Sie gelten als die Gewinner des Atomdesasters in Japan. Doch niemand von ihnen jubelt – das verbietet der Anstand. „Eine solche Katastrophe nützt niemandem“, sagte am vorvorigen Donnerstag Hannes Hesse, der Hauptgeschäftsführer des Verband Deutscher Maschinen- und Anlagenbau.

Die Rücksichtnahme auf Japan im Vorfeld der Hannover Messe ehrt den Spitzenfunktionär. Die verbesserten Geschäftsaussichten seiner Branche, die unübersehbar sind auf der weltgrößten Industrieschau, kann der Lobbyist aber nicht verdecken. Durch den forcierten Ausstieg aus der Atomkraft, den das AKW-Unglück in Fukushima Deutschland bescherte, zählt die Windenergie mehr als bisher zu den Stützen der künftigen Stromerzeugung.

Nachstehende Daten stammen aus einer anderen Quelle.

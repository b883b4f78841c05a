//! Input validation rules shared by the add and update operations.

use once_cell::sync::Lazy;
use regex::Regex;
use thiserror::Error;

/// Maximum comment length, in characters.
pub const COMMENT_MAX_LEN: usize = 20;

/// Personal ID format: six digits, a dash, four digits.
static PERSONAL_ID_PATTERN: Lazy<Regex> =
    Lazy::new(|| Regex::new(r"^[0-9]{6}-[0-9]{4}$").expect("personal ID pattern is valid"));

/// Validation failures. These never change stored state.
#[derive(Error, Debug, Clone, PartialEq, Eq)]
pub enum ValidationError {
    #[error("Personal ID already registered: {0}")]
    DuplicatePersonalId(String),

    #[error("Malformed personal ID '{0}' (expected YYMMDD-XXXX)")]
    MalformedPersonalId(String),

    #[error("Unknown affiliation '{0}' (allowed: unregistered, group-a, group-b, group-c, group-d)")]
    UnknownAffiliation(String),

    #[error("Unknown column '{label}'{}", suggestion_suffix(.suggestion))]
    UnknownColumn {
        label: String,
        suggestion: Option<&'static str>,
    },

    #[error("No patient with personal ID {0}")]
    UnknownPersonalId(String),

    #[error("{0} must not be empty")]
    EmptyName(&'static str),

    #[error("Comment is {len} characters long (max {})", COMMENT_MAX_LEN)]
    CommentTooLong { len: usize },
}

pub type ValidationResult<T> = Result<T, ValidationError>;

fn suggestion_suffix(suggestion: &Option<&'static str>) -> String {
    match suggestion {
        Some(s) => format!(", did you mean '{}'?", s),
        None => String::new(),
    }
}

/// Check a personal ID against the `YYMMDD-XXXX` format.
pub fn is_valid_personal_id(id: &str) -> bool {
    PERSONAL_ID_PATTERN.is_match(id)
}

/// Trim and check a personal ID, returning it ready for storage.
pub fn validate_personal_id(id: &str) -> ValidationResult<String> {
    let id = id.trim();
    if is_valid_personal_id(id) {
        Ok(id.to_string())
    } else {
        Err(ValidationError::MalformedPersonalId(id.to_string()))
    }
}

/// Trim, require non-empty and uppercase a name field.
pub fn validate_name(field: &'static str, value: &str) -> ValidationResult<String> {
    let value = value.trim();
    if value.is_empty() {
        return Err(ValidationError::EmptyName(field));
    }
    Ok(value.to_uppercase())
}

/// Trim, uppercase and length-check a comment. Empty comments are allowed.
///
/// The limit applies to the stored (uppercased) text, which can be longer
/// than the input (`ß` becomes `SS`).
pub fn validate_comment(value: &str) -> ValidationResult<String> {
    let upper = value.trim().to_uppercase();
    let len = upper.chars().count();
    if len > COMMENT_MAX_LEN {
        return Err(ValidationError::CommentTooLong { len });
    }
    Ok(upper)
}
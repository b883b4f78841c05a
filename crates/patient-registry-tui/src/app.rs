use crossterm::event::{KeyCode, KeyEvent, KeyEventKind, KeyModifiers};
use patient_registry_core::{NewPatient, PatientRecord, Registry, RegistryResult};
use tracing::{debug, error};

use crate::form::Form;
use crate::menu::{Menu, MenuAction};
use crate::page::Page;

/// Severity of a status notice
#[derive(Clone, Copy, Debug, PartialEq, Eq)]
pub enum NoticeKind {
    Info,
    Error,
}

/// One-line message shown under the page
#[derive(Clone, Debug, PartialEq, Eq)]
pub struct Notice {
    pub kind: NoticeKind,
    pub text: String,
}

impl Notice {
    pub fn info(text: impl Into<String>) -> Self {
        Self {
            kind: NoticeKind::Info,
            text: text.into(),
        }
    }

    pub fn error(text: impl Into<String>) -> Self {
        Self {
            kind: NoticeKind::Error,
            text: text.into(),
        }
    }
}

/// Rows shown on the list page. Only reloaded on an explicit refresh.
#[derive(Clone, Debug, Default)]
pub struct PatientTable {
    pub rows: Vec<PatientRecord>,
    pub selected: Option<usize>,
}

impl PatientTable {
    fn replace(&mut self, rows: Vec<PatientRecord>) {
        self.selected = if rows.is_empty() { None } else { Some(0) };
        self.rows = rows;
    }

    fn up(&mut self) {
        if let Some(i) = self.selected {
            self.selected = Some(i.saturating_sub(1));
        }
    }

    fn down(&mut self) {
        if let Some(i) = self.selected {
            self.selected = Some((i + 1).min(self.rows.len().saturating_sub(1)));
        }
    }
}

/// Main application state
pub struct App {
    /// Page currently shown
    pub page: Page,

    /// Window menu
    pub menu: Menu,

    /// Use the whole terminal instead of the fixed-size window
    pub fullscreen: bool,

    pub add_form: Form,
    pub delete_form: Form,
    pub update_form: Form,

    /// List page contents
    pub table: PatientTable,

    /// Stored patient count, refreshed after every submit
    pub patient_count: usize,

    /// Outcome of the last action
    pub notice: Option<Notice>,

    /// Should quit?
    pub should_quit: bool,

    registry: Registry,
}

impl App {
    /// Create the app and load the table once.
    pub fn new(registry: Registry, fullscreen: bool) -> RegistryResult<Self> {
        let mut app = Self {
            page: Page::Add,
            menu: Menu::default(),
            fullscreen,
            add_form: Self::page_form(Page::Add),
            delete_form: Self::page_form(Page::Delete),
            update_form: Self::page_form(Page::Update),
            table: PatientTable::default(),
            patient_count: 0,
            notice: None,
            should_quit: false,
            registry,
        };
        app.table.replace(app.registry.list_patients()?);
        app.patient_count = app.table.rows.len();
        Ok(app)
    }

    fn page_form(page: Page) -> Form {
        Form::for_page(page).unwrap_or_else(|| Form::new(Vec::new()))
    }

    pub fn registry(&self) -> &Registry {
        &self.registry
    }

    /// Form for the current page, if it has one.
    pub fn current_form(&self) -> Option<&Form> {
        match self.page {
            Page::Add => Some(&self.add_form),
            Page::Delete => Some(&self.delete_form),
            Page::Update => Some(&self.update_form),
            Page::List => None,
        }
    }

    fn current_form_mut(&mut self) -> Option<&mut Form> {
        match self.page {
            Page::Add => Some(&mut self.add_form),
            Page::Delete => Some(&mut self.delete_form),
            Page::Update => Some(&mut self.update_form),
            Page::List => None,
        }
    }

    /// Handle keyboard input.
    ///
    /// Validation failures become an error notice; storage failures are returned.
    pub fn handle_key(&mut self, key: KeyEvent) -> RegistryResult<()> {
        if key.kind != KeyEventKind::Press {
            return Ok(());
        }

        if key.modifiers.contains(KeyModifiers::CONTROL) && key.code == KeyCode::Char('c') {
            self.should_quit = true;
            return Ok(());
        }

        if self.menu.open {
            self.handle_menu_key(key);
            return Ok(());
        }

        match key.code {
            KeyCode::Esc | KeyCode::F(10) => {
                self.menu.toggle();
                return Ok(());
            }
            KeyCode::F(11) => {
                self.fullscreen = !self.fullscreen;
                return Ok(());
            }
            KeyCode::F(n) => {
                if let Some(page) = Page::ALL.into_iter().find(|p| p.shortcut() == n) {
                    self.show(page);
                }
                return Ok(());
            }
            _ => {}
        }

        match self.page {
            Page::List => self.handle_list_key(key),
            Page::Add | Page::Delete | Page::Update => self.handle_form_key(key),
        }
    }

    /// Handle menu keys
    fn handle_menu_key(&mut self, key: KeyEvent) {
        match key.code {
            KeyCode::Esc | KeyCode::F(10) => self.menu.close(),
            KeyCode::Up | KeyCode::Char('k') => self.menu.up(),
            KeyCode::Down | KeyCode::Char('j') => self.menu.down(),
            KeyCode::Enter => {
                let action = self.menu.selected_action();
                self.menu.close();
                self.apply(action);
            }
            _ => {}
        }
    }

    /// Run a menu action
    pub fn apply(&mut self, action: MenuAction) {
        debug!(?action, "menu action");
        match action {
            MenuAction::ShowAdd => self.show(Page::Add),
            MenuAction::ShowDelete => self.show(Page::Delete),
            MenuAction::ShowUpdate => self.show(Page::Update),
            MenuAction::ShowList => self.show(Page::List),
            MenuAction::EnterFullscreen => self.fullscreen = true,
            MenuAction::ExitFullscreen => self.fullscreen = false,
            MenuAction::Quit => self.should_quit = true,
        }
    }

    fn show(&mut self, page: Page) {
        self.page = page;
        self.notice = None;
    }

    /// Handle keys on the add/delete/update pages
    fn handle_form_key(&mut self, key: KeyEvent) -> RegistryResult<()> {
        let Some(form) = self.current_form_mut() else {
            return Ok(());
        };

        match key.code {
            KeyCode::Tab | KeyCode::Down => form.next(),
            KeyCode::BackTab | KeyCode::Up => form.prev(),
            KeyCode::Backspace => {
                if let Some(field) = form.focused_mut() {
                    field.pop();
                }
            }
            KeyCode::Char(_)
                if key
                    .modifiers
                    .intersects(KeyModifiers::CONTROL | KeyModifiers::ALT) => {}
            KeyCode::Char(c) => {
                if let Some(field) = form.focused_mut() {
                    field.push(c);
                }
            }
            KeyCode::Enter => return self.submit(),
            _ => {}
        }
        Ok(())
    }

    /// Handle keys on the list page
    fn handle_list_key(&mut self, key: KeyEvent) -> RegistryResult<()> {
        match key.code {
            KeyCode::Char('r') | KeyCode::Enter => return self.refresh(),
            KeyCode::Up | KeyCode::Char('k') => self.table.up(),
            KeyCode::Down | KeyCode::Char('j') => self.table.down(),
            _ => {}
        }
        Ok(())
    }

    /// Reload the table from the database.
    pub fn refresh(&mut self) -> RegistryResult<()> {
        let rows = self.registry.list_patients()?;
        self.patient_count = rows.len();
        self.notice = Some(Notice::info(format!("Loaded {} patients", rows.len())));
        self.table.replace(rows);
        Ok(())
    }

    /// Submit the current page's form. Inputs are cleared whatever the outcome.
    pub fn submit(&mut self) -> RegistryResult<()> {
        let outcome = match (self.page, self.current_form().map(Form::values)) {
            (Page::Add, Some(values)) => {
                let patient = NewPatient::new(
                    values[0].as_str(),
                    values[1].as_str(),
                    values[2].as_str(),
                    values[3].as_str(),
                    values[4].as_str(),
                );
                self.registry.add_patient(&patient).map(|record| {
                    format!(
                        "Saved {} {} ({})",
                        record.first_name, record.last_name, record.personal_id
                    )
                })
            }
            (Page::Delete, Some(values)) => self
                .registry
                .delete_patient(&values[0])
                .map(|()| format!("Deleted {}", values[0].trim())),
            (Page::Update, Some(values)) => self
                .registry
                .update_patient(&values[0], &values[1], &values[2])
                .map(|field| format!("Updated {} for {}", field, values[2].trim())),
            _ => return self.refresh(),
        };

        if let Some(form) = self.current_form_mut() {
            form.clear();
        }

        match outcome {
            Ok(message) => {
                self.patient_count = self.registry.patient_count()?;
                self.notice = Some(Notice::info(message));
                Ok(())
            }
            Err(e) if e.is_validation() => {
                self.notice = Some(Notice::error(e.to_string()));
                Ok(())
            }
            Err(e) => {
                error!(error = %e, page = ?self.page, "storage failure");
                Err(e)
            }
        }
    }
}

#[cfg(test)]
mod tests {
    use super::*;

    fn press(code: KeyCode) -> KeyEvent {
        KeyEvent::new(code, KeyModifiers::NONE)
    }

    fn setup() -> App {
        App::new(Registry::in_memory().unwrap(), false).unwrap()
    }

    #[test]
    fn test_function_keys_switch_pages() {
        let mut app = setup();
        app.handle_key(press(KeyCode::F(3))).unwrap();
        assert_eq!(app.page, Page::Update);
        app.handle_key(press(KeyCode::F(4))).unwrap();
        assert_eq!(app.page, Page::List);
        app.handle_key(press(KeyCode::F(9))).unwrap();
        assert_eq!(app.page, Page::List);
    }

    #[test]
    fn test_menu_toggles_fullscreen_and_quits() {
        let mut app = setup();
        app.apply(MenuAction::EnterFullscreen);
        assert!(app.fullscreen);
        app.apply(MenuAction::ExitFullscreen);
        assert!(!app.fullscreen);
        app.handle_key(press(KeyCode::F(11))).unwrap();
        assert!(app.fullscreen);
        app.apply(MenuAction::Quit);
        assert!(app.should_quit);
    }

    #[test]
    fn test_release_events_ignored() {
        let mut app = setup();
        let mut key = press(KeyCode::Char('x'));
        key.kind = KeyEventKind::Release;
        app.handle_key(key).unwrap();
        assert_eq!(app.add_form.fields[0].value, "");
    }

    #[test]
    fn test_modified_chars_not_typed() {
        let mut app = setup();
        app.handle_key(KeyEvent::new(KeyCode::Char('a'), KeyModifiers::CONTROL))
            .unwrap();
        app.handle_key(KeyEvent::new(KeyCode::Char('x'), KeyModifiers::ALT))
            .unwrap();
        app.handle_key(KeyEvent::new(KeyCode::Char('S'), KeyModifiers::SHIFT))
            .unwrap();
        assert_eq!(app.add_form.fields[0].value, "S");
    }

    #[test]
    fn test_table_scroll_clamped() {
        let mut table = PatientTable::default();
        table.down();
        assert_eq!(table.selected, None);

        let row = PatientRecord {
            first_name: "A".into(),
            last_name: "B".into(),
            personal_id: "000000-0001".into(),
            affiliation: "GROUP-A".into(),
            comment: String::new(),
        };
        table.replace(vec![row.clone(), row]);
        table.down();
        table.down();
        assert_eq!(table.selected, Some(1));
        table.up();
        table.up();
        assert_eq!(table.selected, Some(0));
    }
}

Damit einher geht aber auch der Wandel vieler Hersteller – weg von teilweise handwerksähnlichen Produzenten hin zu Meistern der Großtechnologie. Mit Windrädern, die vor 20 Jahren vor manchem Bauernhof standen und heute mehrere Nummern größer den Horizont verzieren, haben die künftig gigantischen Propeller nichts mehr gemein. Vor allem die Nachfrage nach Anlagen für Offshore-Windparks, als Stromfabriken vor der Küste, treibt die Entwicklung. Einst Domäne des Mittelstandes, wird das Geschäft zur Angelegenheit der Konzerne. Das zeigt eine Analyse, die die WirtschaftsWoche zusammen mit Experten erstellte.

Etablierte gegen Newcomer

Allen voran Hersteller von Großanlagen gehen voraussichtlich goldenen Zeiten entgegen. „Bei einem Ausbau der Offshore-Windenergie profitieren vor allem die etablierten Anlagenhersteller wie Vestas aus Dänemark oder Siemens“, sagt Dirk Briese, Windexperte beim Marktforschungsinstitut wind:research in Bremerhaven. Der Vorteil der Champions liege auf der Hand. „Sie können – auf Basis der vorhandenen Erfahrungen – ihre Kapazitäten schneller erhöhen als Offshore-Neulinge wie etwa Nordex.“

Aber auch Newcomer könnten von dem Boom auf hoher See profitieren, allerdings nur, wenn sie einen finanzstarken Konzern im Rücken hätten, meint Experte Briese. Zu ihnen zähle die Windsparte des staatlichen französischen Atomkonzerns Areva, der 2007 den deutschen Windradbauer Multibrid aus Bremerhaven übernommen hat. Auch Repower aus Hamburg könnte mit von der Partie sein. Der börsennotierte Windradbauer gehört zu mehr als 90 Prozent dem indischen Windenergieriesen Suzlon, einem der größten Windturbinenhersteller der Welt, der Repower nun vollständig übernehmen will.

Milliarden-Geschäft

Der Ausbau der Windenergie vor den europäischen Küsten, allen voran vor den deutschen, ist ein Multi-Milliarden-Geschäft. Bis 2015, so die Prognosen von Experten, könnten in Dutzenden Hochsee-Windfarmen rund 70 Gigawatt installiert werden, zehn davon vor den deutschen Küsten. Die maximal benötigte Stromleistung in Deutschland lag bisher bei 80 Gigawatt, meist aber deutlich darunter. „Wir erwarten, dass Deutschland hinter Großbritannien in naher Zukunft der zweitwichtigste Offshore-Markt Europas werden wird“, prognostiziert René Umlauft, Chef der Konzernsparte für erneuerbare Energien bei Siemens.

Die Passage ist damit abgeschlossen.